Je savais, sans qu’il y eût besoin de rencontrer un lièvre, que mon avenir était désespéré : je me rendais au tribunal d’arrondissement de S… où je devais m’asseoir au banc des accusés sous l’inculpation de bigamie.

La température était effroyable. Lorsque, à la nuit tombante, j’arrivai au relais, j’avais l’aspect d’un homme que l’on aurait couvert de neige, arrosé d’eau et fortement battu de verges, tant j’étais morfondu, transpercé et abruti par les cahots incessants de la voiture. Le gardien du relais me reçut, homme à pantalon d’indienne, à rayures bleues, semblable à un caleçon, grand et chauve, avec des moustaches qui paraissaient lui sortir des narines et l’empêcher d’odorer quoi que ce fût. Et cependant, il faut l’avouer, il y avait quelque chose à sentir ! Tandis que le gardien reniflant, marmottant et se grattant le cou, m’ouvrit la porte des « chambres » du relais, et m’indiqua du coude, en silence, le lieu de mon repos, je fus saisi par un si épais relent d’acidité, de cire à cacheter et de punaises écrasées, que ce fut tout juste si je n’en tombai pas suffoqué sur la table. Une lampe en fer-blanc, qui éclairait des cloisons de bois non peintes, fumait comme une torchette de résine.

– Bigre, signor, quelle puanteur ici ! dis-je en posant ma valise sur la table.

Le gardien, humant l’air et secouant incrédulement la tête, dit :

– Ça sent comme d’habitude ; cela vous paraît ainsi parce que vous venez du froid ; les cochers dorment dans les écuries près de leurs chevaux, et les maîtres n’ont pas d’odeur.

Je congédiai le gardien et me mis à examiner mon logis passager. Le divan sur lequel je devais coucher, large comme un lit pour deux personnes, était de moleskine, froid comme la glace. Hors lui, la table et la petite lampe dont il a été parlé, il y avait dans la pièce un grand poêle de fonte, des bottes de feutre, un sac de voyage et un paravent, barrant un des angles. Derrière le paravent quelqu’un dormait paisiblement.

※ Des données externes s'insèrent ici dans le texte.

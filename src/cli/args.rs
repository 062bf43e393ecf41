//! Command-line argument definitions.

use clap::builder::RangedU64ValueParser;
use clap::{Parser, Subcommand, ValueEnum};
use std::path::PathBuf;

/// rl-arcade - Q-learning agents for classic control and arcade games
#[derive(Parser, Debug)]
#[command(author, version, about, long_about = None)]
pub struct Args {
    /// Configuration file (defaults to the user config directory)
    #[arg(long, global = true, env = "RL_ARCADE_CONFIG")]
    pub config: Option<PathBuf>,

    /// Directory holding trained models and logs
    #[arg(long, global = true, env = "RL_ARCADE_DATA_DIR")]
    pub data_dir: Option<PathBuf>,

    /// Seed for reproducible runs
    #[arg(long, global = true)]
    pub seed: Option<u64>,

    /// Game to run
    #[command(subcommand)]
    pub command: Commands,
}

/// Available games
#[derive(Subcommand, Debug, PartialEq, Eq)]
pub enum Commands {
    /// Train, replay or evaluate the mountain car agent
    #[command(alias = "mountain_car")]
    MountainCar {
        /// Train the agent and save the model
        #[arg(long)]
        train: bool,

        /// Replay the trained agent in the terminal
        #[arg(long)]
        render: bool,

        /// Episodes to train, or to replay when only rendering
        #[arg(long)]
        episodes: Option<usize>,
    },

    /// Train, evaluate or replay the frozen lake agent
    #[command(alias = "frozen_lake")]
    FrozenLake {
        /// Lake to use: 4x4, 8x8 or random
        #[arg(long)]
        map: Option<String>,

        /// Side length of a random lake (2 to 64)
        #[arg(long, value_parser = RangedU64ValueParser::<usize>::new().range(2..=64))]
        size: Option<usize>,

        /// Make every move go where it was meant to
        #[arg(long)]
        not_slippery: bool,

        /// Episodes to train, evaluate or replay
        #[arg(long)]
        episodes: Option<usize>,

        /// Evaluate the saved model without training
        #[arg(long)]
        evaluate: bool,

        /// Replay the saved model in the terminal
        #[arg(long)]
        render: bool,
    },

    /// Train the air hockey agent or play against it
    #[command(alias = "air_hockey")]
    AirHockey {
        /// Skip the menu and go straight to a mode
        #[arg(long, value_enum)]
        mode: Option<HockeyMode>,

        /// Environment steps to train for
        #[arg(long)]
        timesteps: Option<usize>,
    },
}

/// What to do in air hockey.
#[derive(ValueEnum, Debug, Clone, Copy, PartialEq, Eq)]
pub enum HockeyMode {
    /// Train the agent against the scripted bot
    Train,
    /// Play against the trained agent
    Play,
}
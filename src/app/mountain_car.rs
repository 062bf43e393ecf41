//! Mountain car replay scene.

use super::replay::{Narrate, Replay};
use crate::agent::discretize::CarEncoder;
use crate::constants::{MSG_REACHED_FLAG, MSG_TIMED_OUT};
use crate::core::telemetry::EpisodeSummary;
use crate::env::mountain_car::{CarState, MountainCar};
use crate::env::Step;
use crate::state::ToastType;

pub type CarReplay = Replay<MountainCar, CarEncoder>;

impl Narrate for MountainCar {
    fn narrate(&self, _last: &Step<CarState>, summary: &EpisodeSummary) -> (String, ToastType) {
        let steps = summary.length.to_string();
        if summary.success {
            (MSG_REACHED_FLAG.replace("{}", &steps), ToastType::Success)
        } else {
            (MSG_TIMED_OUT.replace("{}", &steps), ToastType::Warning)
        }
    }
}
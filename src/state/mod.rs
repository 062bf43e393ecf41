//! State types shared between the app loop and the renderer.

pub mod playback;
pub mod rink;
pub mod toast;

pub use playback::{PlaybackSpeed, PlaybackState};
pub use rink::{MatchPhase, Scoreboard};
pub use toast::{Toast, ToastType};
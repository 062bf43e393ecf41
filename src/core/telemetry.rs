//! Training telemetry.
//!
//! Rolling statistics over the most recent episodes, and the progress
//! messages emitted by the training loops.

use std::collections::VecDeque;

/// Outcome of a single episode.
#[derive(Debug, Clone, Copy, PartialEq)]
pub struct EpisodeSummary {
    /// Undiscounted return.
    pub reward: f64,
    /// Steps taken, including the final one.
    pub length: usize,
    /// Whether the episode ended at the task's goal.
    pub success: bool,
}

/// Progress snapshot reported while training.
#[derive(Debug, Clone, Copy, PartialEq)]
pub enum TrainingUpdate {
    /// Periodic report.
    Progress {
        /// Episodes completed so far.
        episode: usize,
        /// Environment steps taken so far.
        timesteps: usize,
        /// Exploration rate at the time of the report.
        epsilon: f64,
        /// Mean return over the rolling window.
        mean_reward: f64,
        /// Mean episode length over the rolling window.
        mean_length: f64,
        /// Share of successful episodes in the rolling window.
        success_rate: f64,
    },
    /// Training loop finished.
    Finished {
        episodes: usize,
        timesteps: usize,
    },
}

/// Rolling window of episode summaries.
///
/// Means and the success rate cover only the window. Episode, step and
/// success counts cover every episode recorded.
#[derive(Debug, Clone)]
pub struct TrainingStats {
    window: VecDeque<EpisodeSummary>,
    capacity: usize,
    episodes: usize,
    timesteps: usize,
    successes: usize,
}

impl TrainingStats {
    /// Creates empty statistics averaging over the last `capacity`
    /// episodes (at least one).
    pub fn new(capacity: usize) -> Self {
        let capacity = capacity.max(1);
        Self {
            window: VecDeque::with_capacity(capacity),
            capacity,
            episodes: 0,
            timesteps: 0,
            successes: 0,
        }
    }

    /// Adds a finished episode, evicting the oldest one from a full window.
    pub fn record(&mut self, summary: EpisodeSummary) {
        if self.window.len() == self.capacity {
            self.window.pop_front();
        }
        self.window.push_back(summary);
        self.episodes += 1;
        self.timesteps += summary.length;
        if summary.success {
            self.successes += 1;
        }
    }

    /// Episodes recorded since creation.
    pub fn episodes(&self) -> usize {
        self.episodes
    }

    /// Steps recorded since creation.
    pub fn timesteps(&self) -> usize {
        self.timesteps
    }

    /// Successful episodes since creation.
    pub fn successes(&self) -> usize {
        self.successes
    }

    /// Mean return over the window, 0.0 when empty.
    #[allow(clippy::cast_precision_loss)]
    pub fn mean_reward(&self) -> f64 {
        if self.window.is_empty() {
            return 0.0;
        }
        self.window.iter().map(|s| s.reward).sum::<f64>() / self.window.len() as f64
    }

    /// Mean episode length over the window, 0.0 when empty.
    #[allow(clippy::cast_precision_loss)]
    pub fn mean_length(&self) -> f64 {
        if self.window.is_empty() {
            return 0.0;
        }
        self.window.iter().map(|s| s.length as f64).sum::<f64>() / self.window.len() as f64
    }

    /// Share of successful episodes in the window, 0.0-1.0.
    #[allow(clippy::cast_precision_loss)]
    pub fn success_rate(&self) -> f64 {
        if self.window.is_empty() {
            return 0.0;
        }
        self.window.iter().filter(|s| s.success).count() as f64 / self.window.len() as f64
    }

    /// Snapshot of the current statistics as a progress update.
    pub fn progress(&self, epsilon: f64) -> TrainingUpdate {
        TrainingUpdate::Progress {
            episode: self.episodes,
            timesteps: self.timesteps,
            epsilon,
            mean_reward: self.mean_reward(),
            mean_length: self.mean_length(),
            success_rate: self.success_rate(),
        }
    }
}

Lorsque j’eus tout examiné, je me préparai un lit sur le divan et me déshabillai. Mon nez s’était vite habitué à la puanteur. Quittant ma redingote, mon pantalon et mes bottines, m’étirant longuement, souriant, ratatiné de froid, je me mis à sautiller autour du poêle levant haut mes jambes nues… Ces sauts m’ayant réchauffé, il ne restait qu’à s’étendre et à dormir ; mais alors survint un petit incident.

Mon regard tomba par hasard sur le paravent et… figurez-vous mon effroi : une petite tête de femme, les cheveux défaits, les yeux noirs, les dents découvertes et souriant, me regardait. Des sourcils noirs remuaient, de jolies fossettes jouaient aux joues : c’était donc que la femme riait.

Je fus troublé. La petite tête, remarquant que je l’avais vue, se troubla aussi, et se cacha. Baissant le regard, comme un coupable, je me dirigeai tout doucement vers le divan, m’y étendis et me couvris de ma pelisse.

« En voilà une histoire ! pensai-je. Elle m’a donc vu sauter ! C’est bête… »

Et, en me rappelant le petit minois, je me mis involontairement à rêver… rêver. Des tableaux plus beaux et plus séduisants les uns que les autres se pressèrent dans mon imagination, et… et, littéralement, comme pour me punir de mes mauvaises pensées, je sentis soudain, à ma joue droite, une vive et brûlante douleur. Je portai la main à ma joue sans rien attraper ; mais je compris ce que c’était : je sentis une odeur de punaise écrasée.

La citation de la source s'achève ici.